* What the task asks *
Extract each line of the records below that contains the word "DisabledGenerator".

* Task inputs *
★ ★ ★ ★ ★ ★ ★
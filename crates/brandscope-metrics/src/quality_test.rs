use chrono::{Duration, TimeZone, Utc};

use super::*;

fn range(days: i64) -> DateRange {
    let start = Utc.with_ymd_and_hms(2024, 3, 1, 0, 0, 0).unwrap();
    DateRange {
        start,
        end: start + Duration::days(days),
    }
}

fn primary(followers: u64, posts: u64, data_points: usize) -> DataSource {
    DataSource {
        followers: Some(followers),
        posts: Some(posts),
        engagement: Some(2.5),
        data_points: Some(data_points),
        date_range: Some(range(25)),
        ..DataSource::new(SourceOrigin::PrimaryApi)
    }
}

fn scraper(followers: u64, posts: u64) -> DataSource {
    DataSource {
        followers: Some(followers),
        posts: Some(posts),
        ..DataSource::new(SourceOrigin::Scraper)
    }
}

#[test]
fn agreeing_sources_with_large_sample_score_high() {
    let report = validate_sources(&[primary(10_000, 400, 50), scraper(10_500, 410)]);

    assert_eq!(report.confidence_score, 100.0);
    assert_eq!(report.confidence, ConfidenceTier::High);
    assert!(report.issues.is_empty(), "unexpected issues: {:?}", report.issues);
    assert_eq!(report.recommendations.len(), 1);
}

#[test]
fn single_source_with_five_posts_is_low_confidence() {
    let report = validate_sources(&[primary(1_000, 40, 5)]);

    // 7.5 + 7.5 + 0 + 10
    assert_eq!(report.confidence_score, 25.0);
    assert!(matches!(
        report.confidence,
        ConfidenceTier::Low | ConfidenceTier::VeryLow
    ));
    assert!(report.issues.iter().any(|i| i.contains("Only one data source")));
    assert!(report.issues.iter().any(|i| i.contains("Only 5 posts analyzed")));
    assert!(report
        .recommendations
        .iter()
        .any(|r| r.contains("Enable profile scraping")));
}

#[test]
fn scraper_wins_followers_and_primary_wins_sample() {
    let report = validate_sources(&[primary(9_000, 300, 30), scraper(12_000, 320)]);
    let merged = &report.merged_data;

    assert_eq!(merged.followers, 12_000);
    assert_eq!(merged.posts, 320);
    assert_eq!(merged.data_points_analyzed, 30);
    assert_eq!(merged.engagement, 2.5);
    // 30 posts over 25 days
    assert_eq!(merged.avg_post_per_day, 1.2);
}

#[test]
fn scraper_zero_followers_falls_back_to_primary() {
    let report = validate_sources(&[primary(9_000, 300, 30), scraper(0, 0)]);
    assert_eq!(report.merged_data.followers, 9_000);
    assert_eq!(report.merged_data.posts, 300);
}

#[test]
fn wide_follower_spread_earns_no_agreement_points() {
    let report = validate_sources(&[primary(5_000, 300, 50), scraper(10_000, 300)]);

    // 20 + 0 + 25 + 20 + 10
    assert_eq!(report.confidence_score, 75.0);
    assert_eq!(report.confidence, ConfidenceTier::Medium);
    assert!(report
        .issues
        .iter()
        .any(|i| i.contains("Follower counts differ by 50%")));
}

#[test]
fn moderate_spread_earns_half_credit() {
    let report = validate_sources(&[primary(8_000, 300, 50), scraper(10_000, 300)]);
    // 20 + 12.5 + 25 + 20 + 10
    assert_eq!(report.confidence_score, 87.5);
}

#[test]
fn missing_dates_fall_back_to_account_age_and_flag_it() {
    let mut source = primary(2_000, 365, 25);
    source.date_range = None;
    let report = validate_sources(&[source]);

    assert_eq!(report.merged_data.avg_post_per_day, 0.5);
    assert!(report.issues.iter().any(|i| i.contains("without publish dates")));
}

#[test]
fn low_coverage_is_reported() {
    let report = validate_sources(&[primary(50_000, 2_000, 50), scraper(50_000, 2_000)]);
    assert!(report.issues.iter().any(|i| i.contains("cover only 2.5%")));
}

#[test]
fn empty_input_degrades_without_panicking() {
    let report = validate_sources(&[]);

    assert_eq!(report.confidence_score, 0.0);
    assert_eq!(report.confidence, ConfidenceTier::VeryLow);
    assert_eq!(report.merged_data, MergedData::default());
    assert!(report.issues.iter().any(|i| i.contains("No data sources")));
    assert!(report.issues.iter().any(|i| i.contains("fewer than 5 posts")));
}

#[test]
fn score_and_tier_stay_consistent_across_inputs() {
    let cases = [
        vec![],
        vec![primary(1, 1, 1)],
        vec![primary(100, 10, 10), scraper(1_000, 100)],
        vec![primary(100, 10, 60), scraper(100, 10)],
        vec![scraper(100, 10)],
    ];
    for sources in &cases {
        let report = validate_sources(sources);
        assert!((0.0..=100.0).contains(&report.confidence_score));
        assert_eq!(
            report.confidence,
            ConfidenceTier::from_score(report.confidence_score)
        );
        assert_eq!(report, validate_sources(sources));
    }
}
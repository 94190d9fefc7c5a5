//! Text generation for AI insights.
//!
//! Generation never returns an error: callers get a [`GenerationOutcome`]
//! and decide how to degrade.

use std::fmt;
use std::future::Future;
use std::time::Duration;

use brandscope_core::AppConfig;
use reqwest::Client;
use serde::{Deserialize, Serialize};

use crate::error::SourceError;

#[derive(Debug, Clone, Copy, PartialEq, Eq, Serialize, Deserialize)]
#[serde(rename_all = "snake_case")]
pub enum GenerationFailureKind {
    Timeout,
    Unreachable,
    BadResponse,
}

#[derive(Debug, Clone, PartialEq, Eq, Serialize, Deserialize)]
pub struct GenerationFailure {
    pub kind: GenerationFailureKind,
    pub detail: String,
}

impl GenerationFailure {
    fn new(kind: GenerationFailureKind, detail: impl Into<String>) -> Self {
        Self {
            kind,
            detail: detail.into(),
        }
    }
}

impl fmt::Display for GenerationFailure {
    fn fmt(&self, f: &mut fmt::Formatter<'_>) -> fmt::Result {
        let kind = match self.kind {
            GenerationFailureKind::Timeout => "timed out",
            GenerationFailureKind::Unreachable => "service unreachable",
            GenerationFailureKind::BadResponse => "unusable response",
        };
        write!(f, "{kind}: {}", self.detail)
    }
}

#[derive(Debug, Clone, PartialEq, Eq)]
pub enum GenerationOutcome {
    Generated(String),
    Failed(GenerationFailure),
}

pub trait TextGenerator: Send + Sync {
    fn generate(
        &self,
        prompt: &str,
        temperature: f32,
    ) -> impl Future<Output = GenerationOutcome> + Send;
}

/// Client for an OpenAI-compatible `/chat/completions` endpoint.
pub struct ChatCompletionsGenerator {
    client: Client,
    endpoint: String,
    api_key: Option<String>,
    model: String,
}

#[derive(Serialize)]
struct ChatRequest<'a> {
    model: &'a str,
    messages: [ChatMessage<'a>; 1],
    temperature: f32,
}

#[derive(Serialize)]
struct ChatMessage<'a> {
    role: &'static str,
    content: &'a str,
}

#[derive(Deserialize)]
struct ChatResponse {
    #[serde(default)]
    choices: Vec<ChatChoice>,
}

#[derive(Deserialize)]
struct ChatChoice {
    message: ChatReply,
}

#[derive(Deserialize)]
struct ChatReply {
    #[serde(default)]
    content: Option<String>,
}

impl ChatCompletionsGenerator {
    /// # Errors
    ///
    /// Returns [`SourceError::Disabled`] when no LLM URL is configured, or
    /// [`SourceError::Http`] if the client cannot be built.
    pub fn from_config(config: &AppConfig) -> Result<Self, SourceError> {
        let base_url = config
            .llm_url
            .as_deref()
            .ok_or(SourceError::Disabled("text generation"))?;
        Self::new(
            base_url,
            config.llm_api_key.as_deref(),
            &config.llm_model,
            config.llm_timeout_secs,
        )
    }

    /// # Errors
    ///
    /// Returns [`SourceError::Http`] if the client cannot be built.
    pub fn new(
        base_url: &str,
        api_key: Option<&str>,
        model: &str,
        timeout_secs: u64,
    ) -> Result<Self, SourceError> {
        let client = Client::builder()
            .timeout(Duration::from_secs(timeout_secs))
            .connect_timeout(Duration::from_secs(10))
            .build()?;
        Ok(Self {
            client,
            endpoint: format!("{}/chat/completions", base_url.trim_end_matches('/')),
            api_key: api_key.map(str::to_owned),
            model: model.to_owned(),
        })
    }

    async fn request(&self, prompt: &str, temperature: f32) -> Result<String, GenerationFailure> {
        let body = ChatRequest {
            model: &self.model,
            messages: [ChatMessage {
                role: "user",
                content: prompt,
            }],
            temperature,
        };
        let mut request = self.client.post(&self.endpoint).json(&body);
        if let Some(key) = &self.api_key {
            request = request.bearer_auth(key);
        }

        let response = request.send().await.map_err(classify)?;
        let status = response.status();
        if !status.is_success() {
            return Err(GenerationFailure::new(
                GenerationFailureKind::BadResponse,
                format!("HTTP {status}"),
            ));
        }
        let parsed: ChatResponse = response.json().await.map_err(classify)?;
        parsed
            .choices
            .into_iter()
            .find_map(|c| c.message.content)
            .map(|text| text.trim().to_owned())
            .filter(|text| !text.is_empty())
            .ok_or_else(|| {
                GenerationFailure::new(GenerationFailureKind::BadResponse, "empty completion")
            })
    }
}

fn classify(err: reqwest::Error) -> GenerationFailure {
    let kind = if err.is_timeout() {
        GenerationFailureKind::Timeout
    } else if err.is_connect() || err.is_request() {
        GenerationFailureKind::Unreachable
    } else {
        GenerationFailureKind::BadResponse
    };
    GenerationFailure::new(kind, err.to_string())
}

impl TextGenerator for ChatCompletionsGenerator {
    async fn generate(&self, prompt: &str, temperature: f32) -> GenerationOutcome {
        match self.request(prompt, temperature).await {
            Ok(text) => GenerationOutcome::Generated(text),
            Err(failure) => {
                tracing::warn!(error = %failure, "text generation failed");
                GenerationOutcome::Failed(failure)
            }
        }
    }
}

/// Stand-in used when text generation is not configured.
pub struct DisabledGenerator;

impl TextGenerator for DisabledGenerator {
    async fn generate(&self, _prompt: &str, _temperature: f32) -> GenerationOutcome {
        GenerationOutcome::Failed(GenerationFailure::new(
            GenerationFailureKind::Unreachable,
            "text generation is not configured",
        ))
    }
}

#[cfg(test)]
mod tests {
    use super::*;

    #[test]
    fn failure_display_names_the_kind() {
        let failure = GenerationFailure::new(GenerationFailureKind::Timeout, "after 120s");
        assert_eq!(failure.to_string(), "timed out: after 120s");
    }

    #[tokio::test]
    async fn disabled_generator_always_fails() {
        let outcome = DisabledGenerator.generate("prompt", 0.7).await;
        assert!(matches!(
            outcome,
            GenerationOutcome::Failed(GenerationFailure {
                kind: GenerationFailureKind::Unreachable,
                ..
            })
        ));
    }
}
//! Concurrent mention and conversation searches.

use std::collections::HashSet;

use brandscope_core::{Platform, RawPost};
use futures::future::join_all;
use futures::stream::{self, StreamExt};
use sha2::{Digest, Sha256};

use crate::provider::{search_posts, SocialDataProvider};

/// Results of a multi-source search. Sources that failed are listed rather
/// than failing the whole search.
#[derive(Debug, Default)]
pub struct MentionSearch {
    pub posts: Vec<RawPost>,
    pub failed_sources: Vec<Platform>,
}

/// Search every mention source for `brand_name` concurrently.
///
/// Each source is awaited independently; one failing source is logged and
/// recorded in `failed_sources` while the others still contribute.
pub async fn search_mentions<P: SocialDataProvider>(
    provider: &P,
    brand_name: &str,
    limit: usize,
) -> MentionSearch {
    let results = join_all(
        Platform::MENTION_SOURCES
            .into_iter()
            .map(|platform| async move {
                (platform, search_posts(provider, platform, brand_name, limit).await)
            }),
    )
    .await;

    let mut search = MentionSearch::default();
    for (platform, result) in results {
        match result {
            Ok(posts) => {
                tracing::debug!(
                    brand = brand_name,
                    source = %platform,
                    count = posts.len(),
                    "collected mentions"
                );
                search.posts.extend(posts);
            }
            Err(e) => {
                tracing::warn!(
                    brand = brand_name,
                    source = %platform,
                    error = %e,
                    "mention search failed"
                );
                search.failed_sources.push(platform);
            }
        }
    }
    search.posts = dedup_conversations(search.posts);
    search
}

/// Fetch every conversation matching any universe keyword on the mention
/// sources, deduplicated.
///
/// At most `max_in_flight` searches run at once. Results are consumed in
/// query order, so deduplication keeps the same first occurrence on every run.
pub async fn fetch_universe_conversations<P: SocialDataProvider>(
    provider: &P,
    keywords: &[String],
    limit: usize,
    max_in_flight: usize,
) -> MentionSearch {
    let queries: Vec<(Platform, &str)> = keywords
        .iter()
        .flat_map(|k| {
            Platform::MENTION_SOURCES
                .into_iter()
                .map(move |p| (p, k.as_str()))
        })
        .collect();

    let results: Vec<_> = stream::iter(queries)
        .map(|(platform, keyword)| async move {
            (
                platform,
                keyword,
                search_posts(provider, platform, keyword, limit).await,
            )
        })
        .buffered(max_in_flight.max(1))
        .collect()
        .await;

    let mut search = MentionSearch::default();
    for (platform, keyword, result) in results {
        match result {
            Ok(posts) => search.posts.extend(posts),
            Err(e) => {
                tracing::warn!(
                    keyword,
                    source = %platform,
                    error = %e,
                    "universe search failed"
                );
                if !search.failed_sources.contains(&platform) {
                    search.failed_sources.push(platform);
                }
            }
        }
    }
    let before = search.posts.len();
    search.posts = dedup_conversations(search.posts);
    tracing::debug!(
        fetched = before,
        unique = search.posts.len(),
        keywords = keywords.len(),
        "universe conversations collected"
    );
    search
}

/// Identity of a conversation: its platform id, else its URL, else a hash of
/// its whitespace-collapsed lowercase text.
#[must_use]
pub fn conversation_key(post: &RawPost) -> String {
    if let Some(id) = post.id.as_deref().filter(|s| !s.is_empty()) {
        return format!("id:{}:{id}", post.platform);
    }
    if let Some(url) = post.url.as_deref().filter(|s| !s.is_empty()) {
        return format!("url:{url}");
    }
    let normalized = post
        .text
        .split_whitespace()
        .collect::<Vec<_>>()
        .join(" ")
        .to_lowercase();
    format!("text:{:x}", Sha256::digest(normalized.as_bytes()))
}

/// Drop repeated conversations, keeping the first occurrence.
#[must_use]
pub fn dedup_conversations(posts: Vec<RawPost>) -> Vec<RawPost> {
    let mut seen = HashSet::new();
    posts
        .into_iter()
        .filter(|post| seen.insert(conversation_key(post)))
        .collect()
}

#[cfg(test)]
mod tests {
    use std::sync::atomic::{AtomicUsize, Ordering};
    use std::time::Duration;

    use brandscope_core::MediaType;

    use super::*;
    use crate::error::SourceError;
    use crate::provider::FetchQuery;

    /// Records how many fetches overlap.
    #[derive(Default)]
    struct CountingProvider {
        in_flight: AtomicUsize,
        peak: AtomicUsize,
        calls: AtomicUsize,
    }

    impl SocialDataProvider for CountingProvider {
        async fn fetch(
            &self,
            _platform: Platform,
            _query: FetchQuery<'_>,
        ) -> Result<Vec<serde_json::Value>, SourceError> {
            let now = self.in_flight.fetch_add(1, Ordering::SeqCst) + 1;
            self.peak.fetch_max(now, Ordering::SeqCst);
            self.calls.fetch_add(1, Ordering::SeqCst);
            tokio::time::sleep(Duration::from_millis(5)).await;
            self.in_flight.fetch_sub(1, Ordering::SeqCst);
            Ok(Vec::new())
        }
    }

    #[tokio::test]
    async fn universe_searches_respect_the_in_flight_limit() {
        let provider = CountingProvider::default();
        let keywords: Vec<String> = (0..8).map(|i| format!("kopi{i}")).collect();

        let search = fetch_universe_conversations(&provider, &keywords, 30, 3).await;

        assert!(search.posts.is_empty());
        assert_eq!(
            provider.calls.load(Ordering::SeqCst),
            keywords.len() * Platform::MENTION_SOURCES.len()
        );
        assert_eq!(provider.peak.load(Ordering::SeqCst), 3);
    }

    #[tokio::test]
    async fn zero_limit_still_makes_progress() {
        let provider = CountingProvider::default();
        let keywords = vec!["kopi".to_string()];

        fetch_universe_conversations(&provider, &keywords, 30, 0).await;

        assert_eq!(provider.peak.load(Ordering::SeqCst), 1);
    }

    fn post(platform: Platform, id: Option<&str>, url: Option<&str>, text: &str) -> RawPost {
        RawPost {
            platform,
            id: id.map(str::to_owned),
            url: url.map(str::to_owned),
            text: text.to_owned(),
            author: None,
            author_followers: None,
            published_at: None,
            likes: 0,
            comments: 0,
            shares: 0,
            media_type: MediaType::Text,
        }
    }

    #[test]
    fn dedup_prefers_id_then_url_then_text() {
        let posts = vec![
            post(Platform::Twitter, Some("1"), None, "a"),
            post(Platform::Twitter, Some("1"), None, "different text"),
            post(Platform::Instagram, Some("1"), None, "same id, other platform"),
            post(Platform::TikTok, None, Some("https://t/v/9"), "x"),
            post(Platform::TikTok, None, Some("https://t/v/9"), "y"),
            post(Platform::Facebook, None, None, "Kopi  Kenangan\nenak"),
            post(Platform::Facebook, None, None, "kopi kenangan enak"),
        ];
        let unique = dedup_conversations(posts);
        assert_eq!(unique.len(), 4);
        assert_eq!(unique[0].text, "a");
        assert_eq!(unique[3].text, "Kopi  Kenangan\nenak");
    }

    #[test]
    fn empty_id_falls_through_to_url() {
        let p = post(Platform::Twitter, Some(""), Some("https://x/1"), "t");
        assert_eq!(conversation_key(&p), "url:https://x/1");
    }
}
★ ★ ★ ★ ★ ★ ★
* Final answer *
pub struct DisabledGenerator;
impl TextGenerator for DisabledGenerator {
        let outcome = DisabledGenerator.generate("prompt", 0.7).await;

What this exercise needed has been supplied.